Work to complete:
Search the records for lines that contain the word "Result". Copy them all.

Records for the task section start

impl Canvas {
    /// Allocate a `width × height` canvas filled with `background`.
    ///
    /// # Errors
    /// Returns [`RenderError::InvalidCanvas`] for zero or oversized dimensions.
    pub fn new(width: u32, height: u32, background: Rgb) -> Result<Self> {
        let mut pixmap =
            Pixmap::new(width, height).ok_or(RenderError::InvalidCanvas { width, height })?;
        pixmap.fill(tiny_skia::Color::from_rgba8(
            background.r,
            background.g,
            background.b,
            255,
        ));
        Ok(Self { pixmap })
    }

    pub fn width(&self) -> u32 {
        self.pixmap.width()
    }

    pub fn height(&self) -> u32 {
        self.pixmap.height()
    }

    /// Color at `(x, y)`, or `None` outside the canvas.
    pub fn pixel(&self, x: u32, y: u32) -> Option<Rgb> {
        // Pixmap::pixel only bounds-checks the flat index, so x past the
        // row end would read the next row.
        if x >= self.width() || y >= self.height() {
            return None;
        }
        let c = self.pixmap.pixel(x, y)?.demultiply();
        Some(Rgb::new(c.red(), c.green(), c.blue()))
    }

    // ─── Gradient ────────────────────────────────────────────────────────

    /// Paint the whole canvas with `gradient`.
    ///
    /// Axis-aligned gradients are exact per row or column; diagonal ones
    /// are sampled once per [`GradientDirection::block_size`] block.
    pub fn fill_gradient(&mut self, gradient: &Gradient) {
        let (w, h) = (self.width(), self.height());
        match gradient.direction {
            GradientDirection::Vertical => {
                for y in 0..h {
                    let color = gradient.color_at(0, y, w, h);
                    self.fill_span(0, y, w, y + 1, color);
                }
            }
            GradientDirection::Horizontal => {
                let row: Vec<Rgb> = (0..w).map(|x| gradient.color_at(x, 0, w, h)).collect();
                let stride = w as usize * 4;
                let data = self.pixmap.data_mut();
                for line in data.chunks_exact_mut(stride) {
                    for (px, color) in line.chunks_exact_mut(4).zip(&row) {
                        px.copy_from_slice(&[color.r, color.g, color.b, 255]);
                    }
                }
            }
            GradientDirection::Diagonal | GradientDirection::DiagonalReverse => {
                let block = gradient.direction.block_size();
                for by in (0..h).step_by(block as usize) {
                    for bx in (0..w).step_by(block as usize) {
                        let color = gradient.color_at(bx, by, w, h);
                        self.fill_span(bx, by, bx + block, by + block, color);
                    }
                }
            }
        }
    }

    /// Write `color` into the pixel block `[x0, x1) × [y0, y1)`, clipped.
    fn fill_span(&mut self, x0: u32, y0: u32, x1: u32, y1: u32, color: Rgb) {
        let (w, h) = (self.width(), self.height());
        let (x1, y1) = (x1.min(w), y1.min(h));
        if x0 >= x1 || y0 >= y1 {
            return;
        }
        let stride = w as usize * 4;
        let rgba = [color.r, color.g, color.b, 255];
        let data = self.pixmap.data_mut();
        for y in y0..y1 {
            let start = y as usize * stride + x0 as usize * 4;
            let end = y as usize * stride + x1 as usize * 4;
            for px in data[start..end].chunks_exact_mut(4) {
                px.copy_from_slice(&rgba);
            }
        }
    }

    // ─── Shapes ──────────────────────────────────────────────────────────

    /// Fill any kurbo shape.
    pub fn fill_shape<S: Shape>(&mut self, shape: &S, color: Rgb) {
        let Some(path) = to_skia_path(shape) else {
            return;
        };
        self.pixmap.fill_path(
            &path,
            &solid(color),
            FillRule::Winding,
            Transform::identity(),
            None,
        );
    }

    /// Stroke any kurbo shape with butt caps.
    pub fn stroke_shape<S: Shape>(&mut self, shape: &S, color: Rgb, width: f32) {
        let Some(path) = to_skia_path(shape) else {
            return;
        };
        let stroke = Stroke {
            width,
            line_cap: LineCap::Butt,
            ..Stroke::default()
        };
        self.pixmap
            .stroke_path(&path, &solid(color), &stroke, Transform::identity(), None);
    }

    /// Filled axis-aligned rectangle between two corners.
    pub fn rect(&mut self, x0: f32, y0: f32, x1: f32, y1: f32, color: Rgb) {
        if x1 <= x0 || y1 <= y0 {
            return;
        }
        self.fill_shape(&rect(x0, y0, x1, y1), color);
    }

    /// Rounded rectangle with an optional fill and an optional inset outline.
    ///
    /// The outline is drawn inside the rectangle, `width` pixels thick.
    pub fn rounded_rect(
        &mut self,
        x0: f32,
        y0: f32,
        x1: f32,
        y1: f32,
        radius: f32,
        fill: Option<Rgb>,
        outline: Option<(Rgb, f32)>,
    ) {
        if x1 <= x0 || y1 <= y0 {
            return;
        }
        let r = rect(x0, y0, x1, y1);
        let radius = (radius as f64).min(r.width() / 2.0).min(r.height() / 2.0).max(0.0);
        if let Some(color) = fill {
            self.fill_shape(&RoundedRect::from_rect(r, radius), color);
        }
        if let Some((color, width)) = outline {
            let half = width as f64 / 2.0;
            let inner = r.inset(-half);
            if inner.width() > 0.0 && inner.height() > 0.0 {
                let shape = RoundedRect::from_rect(inner, (radius - half).max(0.0));
                self.stroke_shape(&shape, color, width);
            }
        }
    }

    /// Shorthand for a filled rounded rectangle.
    pub fn fill_rounded(&mut self, x0: f32, y0: f32, x1: f32, y1: f32, radius: f32, color: Rgb) {
        self.rounded_rect(x0, y0, x1, y1, radius, Some(color), None);
    }

    /// Filled circle.
    pub fn circle(&mut self, cx: f32, cy: f32, r: f32, color: Rgb) {
        if r <= 0.0 {
            return;
        }
        self.fill_shape(&Circle::new(point(cx, cy), r as f64), color);
    }

    /// Filled ellipse inscribed in the box between two corners.
    pub fn ellipse(&mut self, x0: f32, y0: f32, x1: f32, y1: f32, color: Rgb) {
        if x1 <= x0 || y1 <= y0 {
            return;
        }
        let bounds = rect(x0, y0, x1, y1);
        self.fill_shape(&Ellipse::from_rect(bounds), color);
    }

    /// Filled closed polygon.
    pub fn polygon(&mut self, points: &[(f32, f32)], color: Rgb) {
        let Some((&first, rest)) = points.split_first() else {
            return;
        };
        let mut path = BezPath::new();
        path.move_to(point(first.0, first.1));
        for &(x, y) in rest {
            path.line_to(point(x, y));
        }
        path.close_path();
        self.fill_shape(&path, color);
    }

    /// Open polyline through `points`, stroked with mitered joins.
    pub fn polyline(&mut self, points: &[(f32, f32)], color: Rgb, width: f32) {
        let Some((&first, rest)) = points.split_first() else {
            return;
        };
        let mut path = BezPath::new();
        path.move_to(point(first.0, first.1));
        for &(x, y) in rest {
            path.line_to(point(x, y));
        }
        self.stroke_shape(&path, color, width);
    }

    /// Straight line segment of the given width.
    pub fn line(&mut self, from: (f32, f32), to: (f32, f32), color: Rgb, width: f32) {
        let segment = Line::new(point(from.0, from.1), point(to.0, to.1));
        self.stroke_shape(&segment, color, width);
    }

    /// Elliptical arc inscribed in a box, angles in degrees clockwise from +x.
    #[allow(clippy::too_many_arguments)]
    pub fn arc(
        &mut self,
        x0: f32,
        y0: f32,
        x1: f32,
        y1: f32,
        start_deg: f32,
        end_deg: f32,
        color: Rgb,
        width: f32,
    ) {
        if x1 <= x0 || y1 <= y0 {
            return;
        }
        let bounds = rect(x0, y0, x1, y1);
        let arc = Arc {
            center: bounds.center(),
            radii: Vec2::new(bounds.width() / 2.0, bounds.height() / 2.0),
            start_angle: (start_deg as f64).to_radians(),
            sweep_angle: ((end_deg - start_deg) as f64).to_radians(),
            x_rotation: 0.0,
        };
        self.stroke_shape(&arc, color, width);
    }

    /// A square of one-pixel rows, each colored by `shade(row / size)`.
    ///
    /// Rows span `x0..=x0 + size`, matching an inclusive line per row.
    pub fn gradient_rect(&mut self, x0: f32, y0: f32, size: f32, shade: impl Fn(f64) -> Rgb) {
        let rows = size.max(0.0) as u32;
        for row in 0..rows {
            let color = shade(row as f64 / rows as f64);
            let y = y0 + row as f32;
            self.rect(x0, y, x0 + size + 1.0, y + 1.0, color);
        }
    }

    // ─── Output ──────────────────────────────────────────────────────────

    /// Encode as an 8-bit RGB PNG.
    ///
    /// # Errors
    /// Propagates the encoder error.
    pub fn encode_png(&self) -> Result<Vec<u8>> {
        let rgb: Vec<u8> = self
            .pixmap
            .data()
            .chunks_exact(4)
            .flat_map(|px| [px[0], px[1], px[2]])
            .collect();

        let mut out = Vec::new();
        {
            let mut encoder = png::Encoder::new(&mut out, self.width(), self.height());
            encoder.set_color(png::ColorType::Rgb);
            encoder.set_depth(png::BitDepth::Eight);
            let mut writer = encoder.write_header()?;
            writer.write_image_data(&rgb)?;
            writer.finish()?;
        }
        Ok(out)
    }
}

Records for the task section end

Solution:
    pub fn new(width: u32, height: u32, background: Rgb) -> Result<Self> {
    pub fn encode_png(&self) -> Result<Vec<u8>> {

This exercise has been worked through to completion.